Giustizia e conflitti di valori. Una proposta procedurale
E. Ceva (Bruno Mondadori, Milano, 2008)
Nell’idea di “giustizia procedurale”, in un periodo ancora recente della filosofia politica normativa contemporanea, erano state riposte molte speranze. La giustizia procedurale si era presentata agli occhi di molti come possibile risposta alla difficoltà di trovare un terreno comune su cui erigere la giustificazione delle decisioni e delle istituzioni politiche in contesti sociali caratterizzati da un pluralismo profondo e ineliminabile delle visioni del mondo e del bene. L’idea fondamentale dietro questa speranza era che un ideale di giustizia che avesse come oggetto mere “procedure”, anziché criteri sostanziali e visioni degli stati del mondo da realizzare, potesse fare a meno di compiere scelte drammatiche e necessariamente controverse fra valori in conflitto, e che tale ideale potesse dunque essere accettato e adottato anche all’interno di società in cui il pluralismo valoriale è un elemento caratterizzante e difficilmente sormontabile.
La letteratura che si è sviluppata intorno a questa idea fondamentale – o spesso in opposizione ad essa – è vasta e purtroppo molto confusa. Il significato stesso dell’espressione “giustizia procedurale” è stato oggetto di equivoci, distorsioni e fraintendimenti che hanno spesso finito per rendere tale nozione vacua o contraddittoria.
Un importante merito di Giustizia e conflitti di valori di Emanuela Ceva consiste nell’aver messo ordine e riportato chiarezza concettuale in questa selva di interpretazioni e di discussioni intorno alla nozione di giustizia procedurale, ricollocandone al tempo stesso in maniera incisiva e fruttuosa la portata e la funzione all’interno di una teoria della giustizia che ambisce a fare i conti con i conflitti di valori.

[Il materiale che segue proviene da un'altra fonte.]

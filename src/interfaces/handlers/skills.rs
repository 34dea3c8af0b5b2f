use actix_web::{web, HttpResponse, Responder};
use tracing::instrument;

use crate::{
    entities::skill::AddUserSkillRequest, errors::AppError, use_cases::extractors::AuthClaims,
    utils::valid_uuid::parse_entity_id, AppState,
};

#[instrument(skip(claims, state))]
pub async fn list_my_skills(claims: AuthClaims, state: web::Data<AppState>) -> Result<impl Responder, AppError> {
    let user_id = claims.user_id()?;
    let skills = state.profile_handler.list_user_skills(&user_id).await?;
    Ok(HttpResponse::Ok().json(skills))
}

#[instrument(skip(claims, state, data))]
pub async fn add_skill(
    claims: AuthClaims,
    state: web::Data<AppState>,
    data: web::Json<AddUserSkillRequest>,
) -> Result<impl Responder, AppError> {
    let user_id = claims.user_id()?;
    let skills = state.profile_handler.add_user_skill(&user_id, data.into_inner()).await?;
    Ok(HttpResponse::Created().json(skills))
}

#[instrument(skip(claims, state))]
pub async fn remove_skill(
    claims: AuthClaims,
    skill_id: web::Path<String>,
    state: web::Data<AppState>,
) -> Result<impl Responder, AppError> {
    let user_id = claims.user_id()?;
    let skill_id = parse_entity_id("skill", &skill_id)?;
    state.profile_handler.remove_user_skill(&user_id, &skill_id).await?;
    Ok(HttpResponse::NoContent().finish())
}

Quest’opera di revisione e di chiarificazione è portata avanti da Ceva a partire da una mossa fondamentale, che consiste in una ridefinizione della nozione stessa di giustizia procedurale “genuina” o “pura”. Sulla scorta di un’accurata discussione della canonica classificazione rawlsiana dei vari tipi di giustizia procedurale, Ceva sottolinea come la ricerca di una forma di giustizia che possa fare a meno di sottoscrivere valori particolari, rimanendo così neutrale rispetto a orizzonti normativi in conflitto, è del tutto vana, o addirittura perniciosa. Infatti, una teoria della giustizia che non sottoscriva alcun valore è una teoria per la quale anything goes; nel caso delle teorie della giustizia procedurali, l’assenza di criteri valoriali dirimenti implica semplicemente che qualsiasi insieme di procedure è accettato come capace di produrre esiti giusti o legittimi. Una definizione di giustizia procedurale che assuma questo genere di prospettiva non è in grado di fornire alcuna indicazione normativa, o porta a legittimare qualsiasi procedura e qualsiasi esito. Piuttosto, secondo la proposta di Ceva, una definizione più utile della giustizia procedurale genuina o pura è quella secondo cui una teoria della giustizia è da considerarsi procedurale nella misura in cui i valori che sottoscrive o presuppone sono valori che pertengono a qualità intrinseche delle procedure stesse, anziché a qualità dei loro esiti. In altre parole, ciò che distingue le concezioni procedurali della giustizia da quelle che sono orientate agli esiti non è il fatto che le prime possono fare a meno di fare appello a valori, ma il ruolo giocato dai valori stessi: di giustificazione di qualità intrinseche delle procedure stesse nel primo caso, e di giustificazione dei risultati dell’applicazione delle procedure nel secondo.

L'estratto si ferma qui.